Relevant que ce développement est totalement «inacceptable», il a appelé le gouvernement à prendre des mesures immédiates pour rectifier cette «position intenable».

Idem pour le Congrès national africain (ANC), parti au pouvoir en Afrique du Sud depuis 1994, qui a appelé le gouvernement à mettre rapidement en œuvre la stratégie nationale de lutte contre le blanchiment d'argent et le financement du terrorisme, adoptée en novembre dernier, en vue de sortir de la liste grise.

Il a également souligné que la période de capture de l'État était la principale cause derrière cette dégradation, notant que l'action rapide requise par le GAFI était conforme aux recommandations de la Commission judiciaire d'enquête sur la corruption généralisée qui avait régné dans le pays durant les dernières années.

Huit domaines de lacunes stratégiques

En réaction à ces critiques, le ministre des Finances, Enoch Godongwana, a déclaré qu'il avait informé le président du GAFI, Raja Kumar, que le gouvernement sud-africain avait examiné le plan d'action et s'était engagé à "répondre rapidement et efficacement à toutes les lacunes en suspens et à renforcer l'efficacité" de sa lutte contre le blanchiment d'argent.

En effet, le président Cyril Ramaphosa avait signé en décembre dernier deux textes législatifs clés : la loi de modification des lois sur la lutte contre le blanchiment d'argent et la lutte contre le financement du terrorisme et la loi de modification de la protection de la démocratie constitutionnelle contre le terrorisme et les activités connexes.

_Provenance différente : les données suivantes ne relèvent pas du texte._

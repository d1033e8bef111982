use serde_json::Value;

use crate::error::{Error, Result};
use crate::models::{CatalogTrack, Duration};
use crate::sources::innertube::{self, InnerTube};
use crate::sources::MusicCatalog;

/// Search filter restricting YouTube Music results to songs.
const SONGS_FILTER: &str = "EgWKAQIIAWoMEA4QChADEAQQCRAF";

const PAGE_TYPE_PATH: &str = "/navigationEndpoint/browseEndpoint/browseEndpointContextSupportedConfigs/browseEndpointContextMusicConfig/pageType";

/// YouTube Music catalog search over InnerTube's `WEB_REMIX` client.
pub struct YouTubeMusic {
    innertube: InnerTube,
}

impl YouTubeMusic {
    pub fn new(user_agent: &str, language: &str) -> Result<Self> {
        Ok(Self {
            innertube: InnerTube::new(innertube::WEB_REMIX, user_agent, language)?,
        })
    }
}

impl MusicCatalog for YouTubeMusic {
    fn name(&self) -> &str {
        "YouTube Music"
    }

    fn search(&self, query: &str) -> Result<Vec<CatalogTrack>> {
        let resp = self.innertube.search(query, Some(SONGS_FILTER))?;
        parse_music_response(&resp)
    }
}

/// Collect song rows from every `musicShelfRenderer` of a search response.
pub fn parse_music_response(resp: &Value) -> Result<Vec<CatalogTrack>> {
    let sections = resp
        .pointer("/contents/tabbedSearchResultsRenderer/tabs/0/tabRenderer/content/sectionListRenderer/contents")
        .and_then(Value::as_array)
        .ok_or_else(|| Error::UnexpectedResponse("YouTube Music search: no section list".to_string()))?;

    let tracks = sections
        .iter()
        .filter_map(|section| section.pointer("/musicShelfRenderer/contents"))
        .filter_map(Value::as_array)
        .flatten()
        .filter_map(|item| item.get("musicResponsiveListItemRenderer"))
        .filter_map(parse_list_item)
        .collect();

    Ok(tracks)
}

fn flex_column_runs(item: &Value, index: usize) -> Option<&Vec<Value>> {
    item.get("flexColumns")?
        .get(index)?
        .pointer("/musicResponsiveListItemFlexColumnRenderer/text/runs")?
        .as_array()
}

fn parse_list_item(item: &Value) -> Option<CatalogTrack> {
    let title_runs = flex_column_runs(item, 0)?;
    let first = title_runs.first()?;
    let title = first.get("text")?.as_str()?.to_string();
    let video_id = item
        .pointer("/playlistItemData/videoId")
        .or_else(|| first.pointer("/navigationEndpoint/watchEndpoint/videoId"))?
        .as_str()?
        .to_string();

    let mut artists = Vec::new();
    let mut album = None;
    let mut duration = None;

    let detail_runs = flex_column_runs(item, 1).map(Vec::as_slice).unwrap_or_default();
    for run in detail_runs {
        let Some(text) = run.get("text").and_then(Value::as_str) else {
            continue;
        };
        match run.pointer(PAGE_TYPE_PATH).and_then(Value::as_str) {
            Some("MUSIC_PAGE_TYPE_ARTIST") | Some("MUSIC_PAGE_TYPE_USER_CHANNEL") => {
                artists.push(text.to_string())
            }
            Some("MUSIC_PAGE_TYPE_ALBUM") => album = Some(text.to_string()),
            _ => {
                if let Some(parsed) = Duration::from_label(text) {
                    duration = Some(parsed);
                }
            }
        }
    }

    // Rows without linked artists still lead with the artist name.
    if artists.is_empty() {
        if let Some(text) = detail_runs
            .first()
            .and_then(|run| run.get("text"))
            .and_then(Value::as_str)
        {
            artists.push(text.to_string());
        }
    }

    let thumbnail_url = item
        .pointer("/thumbnail/musicThumbnailRenderer/thumbnail/thumbnails")
        .and_then(Value::as_array)
        .and_then(|thumbs| thumbs.last())
        .and_then(|thumb| thumb.get("url"))
        .and_then(Value::as_str)
        .unwrap_or_default()
        .to_string();

    Some(CatalogTrack {
        video_id,
        title,
        artists,
        album,
        duration: duration.unwrap_or_default(),
        thumbnail_url,
    })
}

#[cfg(test)]
mod tests {
    use super::*;
    use serde_json::json;

    fn browse_run(text: &str, page_type: &str) -> Value {
        json!({
            "text": text,
            "navigationEndpoint": { "browseEndpoint": {
                "browseEndpointContextSupportedConfigs": {
                    "browseEndpointContextMusicConfig": { "pageType": page_type }
                }
            }}
        })
    }

    fn song_row() -> Value {
        json!({ "musicResponsiveListItemRenderer": {
            "thumbnail": { "musicThumbnailRenderer": { "thumbnail": { "thumbnails": [
                { "url": "https://lh3.googleusercontent.com/abc=w60-h60-l90-rj" },
                { "url": "https://lh3.googleusercontent.com/abc=w120-h120-l90-rj" }
            ]}}},
            "flexColumns": [
                { "musicResponsiveListItemFlexColumnRenderer": { "text": { "runs": [{
                    "text": "Never Gonna Give You Up",
                    "navigationEndpoint": { "watchEndpoint": { "videoId": "lYBUbBu4W08" } }
                }]}}},
                { "musicResponsiveListItemFlexColumnRenderer": { "text": { "runs": [
                    browse_run("Rick Astley", "MUSIC_PAGE_TYPE_ARTIST"),
                    { "text": " • " },
                    browse_run("Whenever You Need Somebody", "MUSIC_PAGE_TYPE_ALBUM"),
                    { "text": " • " },
                    { "text": "3:34" }
                ]}}}
            ],
            "playlistItemData": { "videoId": "lYBUbBu4W08" }
        }})
    }

    fn response(rows: Vec<Value>) -> Value {
        json!({
            "contents": { "tabbedSearchResultsRenderer": { "tabs": [{ "tabRenderer": { "content": {
                "sectionListRenderer": { "contents": [
                    { "itemSectionRenderer": {} },
                    { "musicShelfRenderer": { "contents": rows } }
                ]}
            }}}]}}
        })
    }

    #[test]
    fn test_parse_song_row() {
        let tracks = parse_music_response(&response(vec![song_row()])).unwrap();
        assert_eq!(tracks.len(), 1);

        let track = &tracks[0];
        assert_eq!(track.video_id, "lYBUbBu4W08");
        assert_eq!(track.title, "Never Gonna Give You Up");
        assert_eq!(track.artists, vec!["Rick Astley".to_string()]);
        assert_eq!(track.album.as_deref(), Some("Whenever You Need Somebody"));
        assert_eq!(track.duration.seconds, 214);
        assert_eq!(track.duration.label, "3:34");
        assert_eq!(
            track.thumbnail_url,
            "https://lh3.googleusercontent.com/abc=w120-h120-l90-rj"
        );
    }

    #[test]
    fn test_row_without_artist_links_uses_first_run() {
        let row = json!({ "musicResponsiveListItemRenderer": {
            "flexColumns": [
                { "musicResponsiveListItemFlexColumnRenderer": { "text": { "runs": [{
                    "text": "Untitled",
                    "navigationEndpoint": { "watchEndpoint": { "videoId": "abcdefghijk" } }
                }]}}},
                { "musicResponsiveListItemFlexColumnRenderer": { "text": { "runs": [
                    { "text": "Various Artists" },
                    { "text": " • " },
                    { "text": "1:02:03" }
                ]}}}
            ]
        }});

        let tracks = parse_music_response(&response(vec![row])).unwrap();
        assert_eq!(tracks[0].video_id, "abcdefghijk");
        assert_eq!(tracks[0].artists, vec!["Various Artists".to_string()]);
        assert_eq!(tracks[0].album, None);
        assert_eq!(tracks[0].duration.seconds, 3723);
        assert_eq!(tracks[0].thumbnail_url, "");
    }

    #[test]
    fn test_row_without_video_id_is_skipped() {
        let row = json!({ "musicResponsiveListItemRenderer": {
            "flexColumns": [
                { "musicResponsiveListItemFlexColumnRenderer": { "text": { "runs": [
                    { "text": "Podcast" }
                ]}}}
            ]
        }});
        let tracks = parse_music_response(&response(vec![row, song_row()])).unwrap();
        assert_eq!(tracks.len(), 1);
        assert_eq!(tracks[0].title, "Never Gonna Give You Up");
    }
}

Ainsi, dans une course contre la montre pour éviter que la communauté internationale ne coupe l'Afrique du Sud du commerce transfrontalier, le Parlement sud-africain a adopté deux lois pour répondre aux exigences strictes du GAFI. Ces lois, selon Godongwana, ont corrigé 15 des 20 lacunes législatives, ce qui pourrait être insuffisant.

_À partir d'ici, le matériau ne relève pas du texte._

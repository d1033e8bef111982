use std::path::{Path, PathBuf};

use crate::config::Config;
use crate::core::{fetcher, parser, pipeline, resolver};
use crate::error::Result;
use crate::models::{
    Metadata, Mp3Result, MusicQuery, MusicResult, Quality, TrackSearchResult, VideoFormatInfo,
};
use crate::sources::Sources;

/// Entry point bundling the collaborators and the temp directory.
///
/// Holds no mutable state; concurrent calls only share the temp directory
/// and rely on random file names.
pub struct Downloader {
    sources: Sources,
    temp_dir: PathBuf,
}

impl Downloader {
    pub fn new(sources: Sources, temp_dir: impl Into<PathBuf>) -> Self {
        Self {
            sources,
            temp_dir: temp_dir.into(),
        }
    }

    pub fn from_config(config: &Config) -> Result<Self> {
        Ok(Self::new(
            Sources::from_config(config)?,
            config.general.temp_dir.clone(),
        ))
    }

    pub fn temp_dir(&self) -> &Path {
        &self.temp_dir
    }

    pub fn is_youtube_url(input: &str) -> bool {
        parser::is_youtube_url(input)
    }

    pub fn extract_video_id(input: &str) -> Result<String> {
        parser::extract_video_id(input)
    }

    pub fn search_track(&self, query: &str) -> Result<Vec<TrackSearchResult>> {
        resolver::search_track(
            self.sources.catalog.as_ref(),
            self.sources.videos.as_ref(),
            query,
        )
    }

    pub fn mp4(&self, query: &str, quality: Quality) -> Result<VideoFormatInfo> {
        fetcher::mp4(self.sources.video_source.as_ref(), query, quality)
    }

    pub fn mp3(&self, url: &str) -> Result<Mp3Result> {
        pipeline::mp3(&self.sources, &self.temp_dir, url)
    }

    pub fn download_music(&self, query: impl Into<MusicQuery>) -> Result<MusicResult> {
        pipeline::download_music(&self.sources, &self.temp_dir, query.into())
    }

    pub fn write_tags(&self, path: &Path, metadata: &Metadata) -> Result<()> {
        pipeline::write_tags(self.sources.fetcher.as_ref(), path, metadata)
    }
}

Dans ses remarques, le Groupe d'action financière a identifié huit domaines de lacunes stratégiques, ce qui oblige l'Afrique du Sud à démontrer une augmentation soutenue des demandes d'entraide judiciaire sortantes qui contribuent à faciliter les enquêtes sur le blanchiment de capitaux et le financement du terrorisme, ainsi que les confiscations de différents types d'actifs.

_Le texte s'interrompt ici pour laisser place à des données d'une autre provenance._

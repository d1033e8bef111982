//! Stream → transcode → tag.
//!
//! Every call writes exactly one randomly named file into the temp directory
//! and hands it to the caller. Nothing is cleaned up on failure; a partial
//! file may be left behind.

use std::fs;
use std::path::{Path, PathBuf};

use tracing::{debug, info};

use crate::core::{parser, resolver, tagger};
use crate::error::{Error, Result};
use crate::models::{Metadata, Mp3Result, Mp3Settings, MusicQuery, MusicResult, VideoMeta};
use crate::sources::{BufferFetcher, Sources};

/// Audio-only AAC format requested from the platform.
pub const AUDIO_ITAG: u32 = 140;

/// `<temp_dir>/<6 hex chars>.mp3`. Collisions are improbable but not
/// prevented.
pub fn temp_song_path(temp_dir: &Path) -> PathBuf {
    let bytes: [u8; 3] = rand::random();
    let name: String = bytes.iter().map(|b| format!("{:02x}", b)).collect();
    temp_dir.join(format!("{}.mp3", name))
}

/// Stream the audio of `url`, transcode it to a fresh temp file and return
/// its path and size.
fn transcode_to_temp(sources: &Sources, temp_dir: &Path, url: &str) -> Result<(PathBuf, u64)> {
    fs::create_dir_all(temp_dir)?;
    let path = temp_song_path(temp_dir);

    let mut stream = sources.video_source.audio_stream(url, AUDIO_ITAG)?;
    sources
        .transcoder
        .transcode(&mut stream, &path, &Mp3Settings::default())?;

    let size = fs::metadata(&path)?.len();
    debug!(path = %path.display(), size, "transcoded");
    Ok((path, size))
}

/// Download a video's audio as MP3. Errors are returned unchanged.
pub fn mp3(sources: &Sources, temp_dir: &Path, url: &str) -> Result<Mp3Result> {
    if url.trim().is_empty() {
        return Err(Error::MissingQuery);
    }
    let url = parser::watch_url(&parser::resolve_video_id(url)?);

    let details = sources.video_source.info(&url)?.details;
    let (path, size) = transcode_to_temp(sources, temp_dir, &url)?;
    info!(title = %details.title, path = %path.display(), "mp3 ready");

    Ok(Mp3Result {
        meta: VideoMeta {
            title: details.title,
            channel: details.channel,
            seconds: details.length_seconds,
        },
        path,
        size,
    })
}

/// Download the first match for `query` as a tagged MP3.
///
/// A [`MusicQuery::Resolved`] list skips the search. Every failure is
/// wrapped in [`Error::DownloadMusic`].
pub fn download_music(sources: &Sources, temp_dir: &Path, query: MusicQuery) -> Result<MusicResult> {
    download_music_inner(sources, temp_dir, query).map_err(Error::download_music)
}

fn download_music_inner(sources: &Sources, temp_dir: &Path, query: MusicQuery) -> Result<MusicResult> {
    let (results, label) = match query {
        MusicQuery::Resolved(results) => (results, "resolved list".to_string()),
        MusicQuery::Text(text) => (
            resolver::search_track(sources.catalog.as_ref(), sources.videos.as_ref(), &text)?,
            text,
        ),
    };
    let search = results
        .into_iter()
        .next()
        .ok_or(Error::NoResults(label))?;
    let track = search.track();

    let url = parser::watch_url(&track.video_id);
    let details = sources.video_source.info(&url)?.details;
    let (path, _) = transcode_to_temp(sources, temp_dir, &url)?;

    let metadata = Metadata {
        title: track.title.clone(),
        artist: track.artist.clone(),
        image: track.cover_url.clone(),
        album: track.album.clone(),
        year: details.publish_year(),
    };
    write_tags(sources.fetcher.as_ref(), &path, &metadata)?;
    // the tag grows the file
    let size = fs::metadata(&path)?.len();
    info!(title = %track.title, source = search.source_name(), path = %path.display(), size, "music ready");

    Ok(MusicResult {
        meta: search,
        path,
        size,
    })
}

/// Fetch the cover image and write all tags. An image fetch failure fails
/// the write.
pub fn write_tags(fetcher: &dyn BufferFetcher, path: &Path, metadata: &Metadata) -> Result<()> {
    let cover = fetcher.fetch(&metadata.image)?;
    tagger::write_tags(path, metadata, &cover)
}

Le pays se doit aussi d’améliorer la supervision basée sur les risques des Entreprises et Professions non financières désignées (EPNFD) et démontrer que tous les superviseurs appliquent des sanctions effectives et proportionnées, comme il doit veiller à ce que les autorités compétentes aient accès en temps opportun à des informations exactes sur les bénéficiaires effectifs.

L’Afrique du Sud appelée à se montrer plus sérieuse

Il s’agit également de démontrer une augmentation soutenue des demandes de renseignements financiers des organismes chargés de l'application des lois au Centre de renseignement financier pour ses enquêtes et de démontrer aussi une augmentation soutenue des enquêtes et des poursuites pour blanchiment d'argent grave et complexe.

Selon les remarques du GAFI, l’Afrique du Sud doit également renforcer son identification, sa saisie et sa confiscation des produits et instruments d'un plus large éventail d'infractions sous-jacentes et mettre à jour son évaluation des risques de financement du terrorisme pour éclairer la mise en œuvre d'une stratégie nationale globale de lutte contre ce phénomène. Le pays doit, enfin, assurer la mise en œuvre effective de sanctions financières ciblées et démontrer un mécanisme efficace pour identifier les individus et les entités qui répondent aux critères de désignation nationale.

Maintenant que les dès sont jetés et que la menace d’être placée sur la liste grise du GAFI s’est concrétisée, l'Afrique du Sud se doit de toute urgence de montrer qu'elle est sérieuse pour arrêter le flux d'argent sale et le financement du terrorisme.